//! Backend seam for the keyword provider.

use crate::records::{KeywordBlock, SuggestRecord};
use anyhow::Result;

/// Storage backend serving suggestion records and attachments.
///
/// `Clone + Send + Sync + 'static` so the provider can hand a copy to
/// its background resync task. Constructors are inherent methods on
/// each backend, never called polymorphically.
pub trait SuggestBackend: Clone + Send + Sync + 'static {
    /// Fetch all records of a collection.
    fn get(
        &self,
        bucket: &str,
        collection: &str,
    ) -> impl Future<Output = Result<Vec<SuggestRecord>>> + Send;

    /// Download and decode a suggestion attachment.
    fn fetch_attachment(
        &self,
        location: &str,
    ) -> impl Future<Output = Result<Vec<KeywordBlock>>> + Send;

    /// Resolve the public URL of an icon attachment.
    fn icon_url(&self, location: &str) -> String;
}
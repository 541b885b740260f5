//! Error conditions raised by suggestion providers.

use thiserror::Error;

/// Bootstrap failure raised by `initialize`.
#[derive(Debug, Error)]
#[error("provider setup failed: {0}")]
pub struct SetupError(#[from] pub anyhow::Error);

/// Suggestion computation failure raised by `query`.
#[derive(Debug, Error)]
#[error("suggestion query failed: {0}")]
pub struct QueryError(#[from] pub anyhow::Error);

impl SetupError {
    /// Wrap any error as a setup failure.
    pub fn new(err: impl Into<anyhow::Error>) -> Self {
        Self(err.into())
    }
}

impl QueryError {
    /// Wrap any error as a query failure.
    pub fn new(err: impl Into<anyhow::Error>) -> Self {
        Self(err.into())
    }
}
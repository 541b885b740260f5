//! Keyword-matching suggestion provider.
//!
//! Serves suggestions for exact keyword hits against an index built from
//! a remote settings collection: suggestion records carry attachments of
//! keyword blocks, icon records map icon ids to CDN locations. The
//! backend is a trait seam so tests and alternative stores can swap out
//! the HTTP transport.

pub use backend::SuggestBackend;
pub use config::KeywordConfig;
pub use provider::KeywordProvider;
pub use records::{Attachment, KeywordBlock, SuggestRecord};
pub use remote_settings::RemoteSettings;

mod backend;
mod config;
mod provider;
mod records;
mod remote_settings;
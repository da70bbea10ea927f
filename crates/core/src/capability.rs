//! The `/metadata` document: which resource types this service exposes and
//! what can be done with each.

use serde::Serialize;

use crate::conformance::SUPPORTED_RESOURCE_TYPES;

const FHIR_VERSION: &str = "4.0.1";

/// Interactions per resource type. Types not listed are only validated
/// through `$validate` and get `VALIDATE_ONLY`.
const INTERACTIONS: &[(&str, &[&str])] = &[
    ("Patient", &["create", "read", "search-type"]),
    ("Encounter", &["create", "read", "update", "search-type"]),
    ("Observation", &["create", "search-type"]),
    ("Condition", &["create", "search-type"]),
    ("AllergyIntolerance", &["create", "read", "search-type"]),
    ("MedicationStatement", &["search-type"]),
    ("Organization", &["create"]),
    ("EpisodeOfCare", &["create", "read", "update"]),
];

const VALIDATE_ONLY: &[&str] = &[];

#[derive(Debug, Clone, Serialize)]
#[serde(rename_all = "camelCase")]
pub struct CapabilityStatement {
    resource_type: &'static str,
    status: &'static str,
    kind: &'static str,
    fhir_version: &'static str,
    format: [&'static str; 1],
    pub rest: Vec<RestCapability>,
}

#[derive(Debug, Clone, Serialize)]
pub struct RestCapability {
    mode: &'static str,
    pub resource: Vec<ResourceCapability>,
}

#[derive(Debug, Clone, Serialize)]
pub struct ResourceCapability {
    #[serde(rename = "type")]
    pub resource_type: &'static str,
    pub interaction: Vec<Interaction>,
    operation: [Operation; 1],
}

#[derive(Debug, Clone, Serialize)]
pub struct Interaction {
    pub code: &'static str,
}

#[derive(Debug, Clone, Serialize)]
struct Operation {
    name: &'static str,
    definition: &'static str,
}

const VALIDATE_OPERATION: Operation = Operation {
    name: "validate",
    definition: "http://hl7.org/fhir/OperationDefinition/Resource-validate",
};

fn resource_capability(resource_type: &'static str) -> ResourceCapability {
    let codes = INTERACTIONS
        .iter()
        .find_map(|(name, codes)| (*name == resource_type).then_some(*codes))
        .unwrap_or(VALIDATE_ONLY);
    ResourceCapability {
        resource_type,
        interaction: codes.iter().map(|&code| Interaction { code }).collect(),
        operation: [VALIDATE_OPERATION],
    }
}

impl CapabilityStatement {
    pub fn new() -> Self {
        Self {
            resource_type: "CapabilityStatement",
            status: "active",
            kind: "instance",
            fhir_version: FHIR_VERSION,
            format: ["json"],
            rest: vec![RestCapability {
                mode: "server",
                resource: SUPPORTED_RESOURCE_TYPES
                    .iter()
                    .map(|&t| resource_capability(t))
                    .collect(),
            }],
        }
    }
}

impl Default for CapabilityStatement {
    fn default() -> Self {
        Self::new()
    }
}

* * *

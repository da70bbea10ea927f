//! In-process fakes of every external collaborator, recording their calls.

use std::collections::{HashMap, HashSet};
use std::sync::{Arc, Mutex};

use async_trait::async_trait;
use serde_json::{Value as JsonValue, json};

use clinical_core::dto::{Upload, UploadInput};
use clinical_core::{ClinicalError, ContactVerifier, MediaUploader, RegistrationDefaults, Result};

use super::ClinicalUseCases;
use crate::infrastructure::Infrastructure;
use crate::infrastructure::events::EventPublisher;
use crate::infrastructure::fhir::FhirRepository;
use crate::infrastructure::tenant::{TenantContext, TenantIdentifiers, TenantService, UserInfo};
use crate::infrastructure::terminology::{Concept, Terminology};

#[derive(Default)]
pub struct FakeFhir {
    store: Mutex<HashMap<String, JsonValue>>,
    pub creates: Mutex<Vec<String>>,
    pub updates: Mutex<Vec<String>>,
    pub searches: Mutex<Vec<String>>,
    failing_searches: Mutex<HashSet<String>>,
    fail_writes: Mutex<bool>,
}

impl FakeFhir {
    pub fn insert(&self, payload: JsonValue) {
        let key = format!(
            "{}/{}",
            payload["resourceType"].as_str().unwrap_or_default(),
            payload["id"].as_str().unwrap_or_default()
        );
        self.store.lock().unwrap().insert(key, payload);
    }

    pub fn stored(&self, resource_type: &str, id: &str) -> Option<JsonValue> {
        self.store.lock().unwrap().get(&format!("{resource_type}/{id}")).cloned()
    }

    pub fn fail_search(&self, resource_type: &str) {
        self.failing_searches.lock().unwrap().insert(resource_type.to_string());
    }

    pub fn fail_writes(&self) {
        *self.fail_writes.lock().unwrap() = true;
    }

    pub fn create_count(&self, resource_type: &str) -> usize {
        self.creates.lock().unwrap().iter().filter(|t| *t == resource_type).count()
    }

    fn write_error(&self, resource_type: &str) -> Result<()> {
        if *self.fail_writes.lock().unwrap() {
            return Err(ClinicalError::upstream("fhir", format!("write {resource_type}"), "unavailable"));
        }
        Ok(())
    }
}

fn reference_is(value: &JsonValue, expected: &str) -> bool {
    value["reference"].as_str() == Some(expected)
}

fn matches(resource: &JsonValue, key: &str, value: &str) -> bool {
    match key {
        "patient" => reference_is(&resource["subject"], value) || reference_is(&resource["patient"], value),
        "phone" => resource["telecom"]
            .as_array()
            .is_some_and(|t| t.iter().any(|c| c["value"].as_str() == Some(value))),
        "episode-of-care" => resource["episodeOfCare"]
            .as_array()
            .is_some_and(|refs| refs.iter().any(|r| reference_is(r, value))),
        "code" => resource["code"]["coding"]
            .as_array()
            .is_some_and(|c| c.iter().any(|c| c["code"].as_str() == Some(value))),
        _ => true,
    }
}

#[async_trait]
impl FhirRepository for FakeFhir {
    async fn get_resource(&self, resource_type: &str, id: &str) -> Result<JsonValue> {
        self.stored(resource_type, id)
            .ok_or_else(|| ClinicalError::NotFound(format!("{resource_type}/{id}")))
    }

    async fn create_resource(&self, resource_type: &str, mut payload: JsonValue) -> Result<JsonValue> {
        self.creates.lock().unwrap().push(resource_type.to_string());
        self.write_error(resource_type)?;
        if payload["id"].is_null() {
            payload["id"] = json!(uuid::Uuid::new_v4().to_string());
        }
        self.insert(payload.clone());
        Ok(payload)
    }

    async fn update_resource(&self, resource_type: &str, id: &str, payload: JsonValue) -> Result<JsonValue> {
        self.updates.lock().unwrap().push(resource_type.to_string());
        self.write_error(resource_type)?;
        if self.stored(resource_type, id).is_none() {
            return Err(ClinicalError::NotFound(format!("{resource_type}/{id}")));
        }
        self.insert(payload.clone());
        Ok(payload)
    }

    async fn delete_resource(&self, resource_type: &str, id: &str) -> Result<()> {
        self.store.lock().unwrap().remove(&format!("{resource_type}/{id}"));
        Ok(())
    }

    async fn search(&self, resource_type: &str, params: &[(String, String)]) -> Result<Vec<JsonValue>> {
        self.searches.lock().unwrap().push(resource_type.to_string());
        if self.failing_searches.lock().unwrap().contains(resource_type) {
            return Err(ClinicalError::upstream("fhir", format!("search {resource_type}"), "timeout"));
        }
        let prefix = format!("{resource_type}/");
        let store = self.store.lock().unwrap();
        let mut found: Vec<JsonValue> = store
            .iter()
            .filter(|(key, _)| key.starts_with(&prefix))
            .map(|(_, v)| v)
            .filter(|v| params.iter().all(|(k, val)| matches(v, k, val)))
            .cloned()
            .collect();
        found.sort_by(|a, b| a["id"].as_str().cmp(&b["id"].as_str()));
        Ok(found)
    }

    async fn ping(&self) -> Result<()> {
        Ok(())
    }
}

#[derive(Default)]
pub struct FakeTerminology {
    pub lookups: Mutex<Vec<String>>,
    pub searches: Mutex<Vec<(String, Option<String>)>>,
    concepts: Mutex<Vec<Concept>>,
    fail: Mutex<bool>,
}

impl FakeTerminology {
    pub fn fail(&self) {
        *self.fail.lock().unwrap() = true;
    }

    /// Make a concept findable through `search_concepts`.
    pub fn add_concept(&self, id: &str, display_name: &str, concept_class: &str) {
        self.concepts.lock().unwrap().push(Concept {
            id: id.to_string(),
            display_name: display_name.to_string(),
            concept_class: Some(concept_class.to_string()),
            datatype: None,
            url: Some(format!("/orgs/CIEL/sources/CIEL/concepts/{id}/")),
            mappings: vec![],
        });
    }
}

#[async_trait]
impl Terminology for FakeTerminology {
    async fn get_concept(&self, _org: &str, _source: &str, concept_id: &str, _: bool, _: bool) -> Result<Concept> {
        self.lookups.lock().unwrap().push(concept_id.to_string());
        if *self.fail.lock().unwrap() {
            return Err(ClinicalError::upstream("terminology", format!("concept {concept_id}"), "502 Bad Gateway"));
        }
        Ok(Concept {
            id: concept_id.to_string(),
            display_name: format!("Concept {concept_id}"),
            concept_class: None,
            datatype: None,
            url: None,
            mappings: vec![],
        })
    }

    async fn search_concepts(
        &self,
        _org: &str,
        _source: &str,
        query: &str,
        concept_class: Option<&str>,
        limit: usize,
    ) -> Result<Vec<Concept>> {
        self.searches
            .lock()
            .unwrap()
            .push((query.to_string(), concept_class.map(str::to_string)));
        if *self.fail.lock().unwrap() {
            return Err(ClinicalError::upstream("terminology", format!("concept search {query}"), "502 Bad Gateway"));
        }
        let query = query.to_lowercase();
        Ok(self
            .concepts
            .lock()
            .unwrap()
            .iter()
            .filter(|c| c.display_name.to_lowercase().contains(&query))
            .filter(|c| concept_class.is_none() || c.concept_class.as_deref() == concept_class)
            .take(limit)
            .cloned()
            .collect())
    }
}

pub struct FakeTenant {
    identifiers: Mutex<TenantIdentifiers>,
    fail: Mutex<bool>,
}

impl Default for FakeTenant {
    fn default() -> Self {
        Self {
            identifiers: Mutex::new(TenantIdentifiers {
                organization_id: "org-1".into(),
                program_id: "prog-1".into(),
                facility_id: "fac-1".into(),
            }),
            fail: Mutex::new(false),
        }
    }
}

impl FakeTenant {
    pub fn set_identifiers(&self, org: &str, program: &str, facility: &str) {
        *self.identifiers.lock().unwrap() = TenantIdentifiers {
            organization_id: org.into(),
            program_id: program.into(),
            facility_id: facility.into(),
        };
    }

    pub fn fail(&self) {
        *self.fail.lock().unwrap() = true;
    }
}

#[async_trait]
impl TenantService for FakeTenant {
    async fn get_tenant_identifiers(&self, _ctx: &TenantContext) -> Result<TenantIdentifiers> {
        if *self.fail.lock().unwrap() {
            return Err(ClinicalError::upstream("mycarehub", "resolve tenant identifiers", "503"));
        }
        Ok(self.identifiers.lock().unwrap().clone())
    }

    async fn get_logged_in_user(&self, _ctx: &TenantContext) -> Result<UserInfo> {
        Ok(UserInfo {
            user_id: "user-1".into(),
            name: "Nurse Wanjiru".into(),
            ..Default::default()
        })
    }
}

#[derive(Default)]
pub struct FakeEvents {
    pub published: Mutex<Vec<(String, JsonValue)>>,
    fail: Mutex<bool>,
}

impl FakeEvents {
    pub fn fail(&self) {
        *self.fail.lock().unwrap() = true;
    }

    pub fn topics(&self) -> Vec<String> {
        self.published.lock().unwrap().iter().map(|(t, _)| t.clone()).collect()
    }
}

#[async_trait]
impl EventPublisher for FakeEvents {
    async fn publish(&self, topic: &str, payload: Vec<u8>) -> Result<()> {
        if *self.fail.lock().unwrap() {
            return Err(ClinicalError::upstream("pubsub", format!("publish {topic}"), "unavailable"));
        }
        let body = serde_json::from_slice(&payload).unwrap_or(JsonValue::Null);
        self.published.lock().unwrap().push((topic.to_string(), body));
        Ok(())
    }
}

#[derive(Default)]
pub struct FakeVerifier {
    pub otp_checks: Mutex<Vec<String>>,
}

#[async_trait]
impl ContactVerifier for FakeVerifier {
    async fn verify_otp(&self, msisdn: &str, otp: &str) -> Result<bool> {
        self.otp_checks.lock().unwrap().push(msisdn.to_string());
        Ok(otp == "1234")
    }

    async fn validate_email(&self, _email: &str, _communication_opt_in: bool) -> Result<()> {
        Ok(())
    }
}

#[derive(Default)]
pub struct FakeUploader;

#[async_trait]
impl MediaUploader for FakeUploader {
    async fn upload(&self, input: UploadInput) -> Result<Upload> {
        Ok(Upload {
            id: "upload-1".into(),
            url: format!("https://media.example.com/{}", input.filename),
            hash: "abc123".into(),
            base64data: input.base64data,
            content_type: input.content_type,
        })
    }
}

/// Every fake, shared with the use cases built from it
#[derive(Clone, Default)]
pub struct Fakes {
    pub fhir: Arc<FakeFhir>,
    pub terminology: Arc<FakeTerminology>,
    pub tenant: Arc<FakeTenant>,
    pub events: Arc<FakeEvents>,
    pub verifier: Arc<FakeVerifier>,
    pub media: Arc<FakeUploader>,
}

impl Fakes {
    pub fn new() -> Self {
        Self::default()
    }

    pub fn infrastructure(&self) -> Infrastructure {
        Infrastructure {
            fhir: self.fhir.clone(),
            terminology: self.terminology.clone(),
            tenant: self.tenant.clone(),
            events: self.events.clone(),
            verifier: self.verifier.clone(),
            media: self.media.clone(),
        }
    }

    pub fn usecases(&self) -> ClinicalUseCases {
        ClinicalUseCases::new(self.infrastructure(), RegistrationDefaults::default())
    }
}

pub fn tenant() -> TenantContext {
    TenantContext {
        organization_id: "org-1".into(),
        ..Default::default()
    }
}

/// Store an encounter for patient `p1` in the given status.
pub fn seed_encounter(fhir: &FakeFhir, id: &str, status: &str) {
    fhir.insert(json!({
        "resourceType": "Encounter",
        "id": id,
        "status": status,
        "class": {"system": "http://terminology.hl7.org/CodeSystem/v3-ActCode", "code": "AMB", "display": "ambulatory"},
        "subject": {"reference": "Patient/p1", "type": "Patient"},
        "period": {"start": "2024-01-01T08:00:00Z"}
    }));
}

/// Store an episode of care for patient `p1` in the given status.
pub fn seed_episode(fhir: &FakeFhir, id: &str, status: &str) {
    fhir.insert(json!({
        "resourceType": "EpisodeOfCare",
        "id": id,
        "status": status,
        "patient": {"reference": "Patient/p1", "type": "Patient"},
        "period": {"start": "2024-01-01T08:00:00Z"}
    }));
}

* * *

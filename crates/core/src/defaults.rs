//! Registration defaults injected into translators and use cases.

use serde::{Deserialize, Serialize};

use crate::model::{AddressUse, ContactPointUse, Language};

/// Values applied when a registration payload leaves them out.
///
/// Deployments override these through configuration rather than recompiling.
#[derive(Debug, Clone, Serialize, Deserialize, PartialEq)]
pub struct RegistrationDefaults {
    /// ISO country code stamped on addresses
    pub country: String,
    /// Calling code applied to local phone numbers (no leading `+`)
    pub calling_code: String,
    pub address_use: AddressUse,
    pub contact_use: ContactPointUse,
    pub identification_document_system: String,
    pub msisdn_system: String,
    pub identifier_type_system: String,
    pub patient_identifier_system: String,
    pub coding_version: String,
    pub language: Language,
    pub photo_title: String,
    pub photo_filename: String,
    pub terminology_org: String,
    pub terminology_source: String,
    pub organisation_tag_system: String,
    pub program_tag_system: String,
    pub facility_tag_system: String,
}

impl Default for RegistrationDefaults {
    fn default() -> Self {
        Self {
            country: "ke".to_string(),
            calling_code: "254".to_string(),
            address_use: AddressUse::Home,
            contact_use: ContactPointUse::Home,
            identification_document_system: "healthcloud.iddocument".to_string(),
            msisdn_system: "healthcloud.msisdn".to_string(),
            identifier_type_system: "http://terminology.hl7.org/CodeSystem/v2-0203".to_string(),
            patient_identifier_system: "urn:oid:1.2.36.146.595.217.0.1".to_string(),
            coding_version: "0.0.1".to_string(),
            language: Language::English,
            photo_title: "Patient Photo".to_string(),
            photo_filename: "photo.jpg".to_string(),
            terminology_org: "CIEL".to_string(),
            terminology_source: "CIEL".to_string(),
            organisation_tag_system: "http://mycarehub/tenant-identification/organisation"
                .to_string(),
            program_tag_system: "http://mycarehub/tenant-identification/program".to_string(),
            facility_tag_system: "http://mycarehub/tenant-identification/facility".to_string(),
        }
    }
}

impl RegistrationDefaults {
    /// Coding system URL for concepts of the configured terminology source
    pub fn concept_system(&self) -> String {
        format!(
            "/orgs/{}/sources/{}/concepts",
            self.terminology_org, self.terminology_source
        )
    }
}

#### WORK INSTRUCTION
In the records, which lines mention the word "insert"? Copy those lines.

#### SOLUTION TO THIS TASK
    pub fn insert(&self, payload: JsonValue) {
        self.store.lock().unwrap().insert(key, payload);
        self.failing_searches.lock().unwrap().insert(resource_type.to_string());
        self.insert(payload.clone());
        self.insert(payload.clone());
    fhir.insert(json!({
    fhir.insert(json!({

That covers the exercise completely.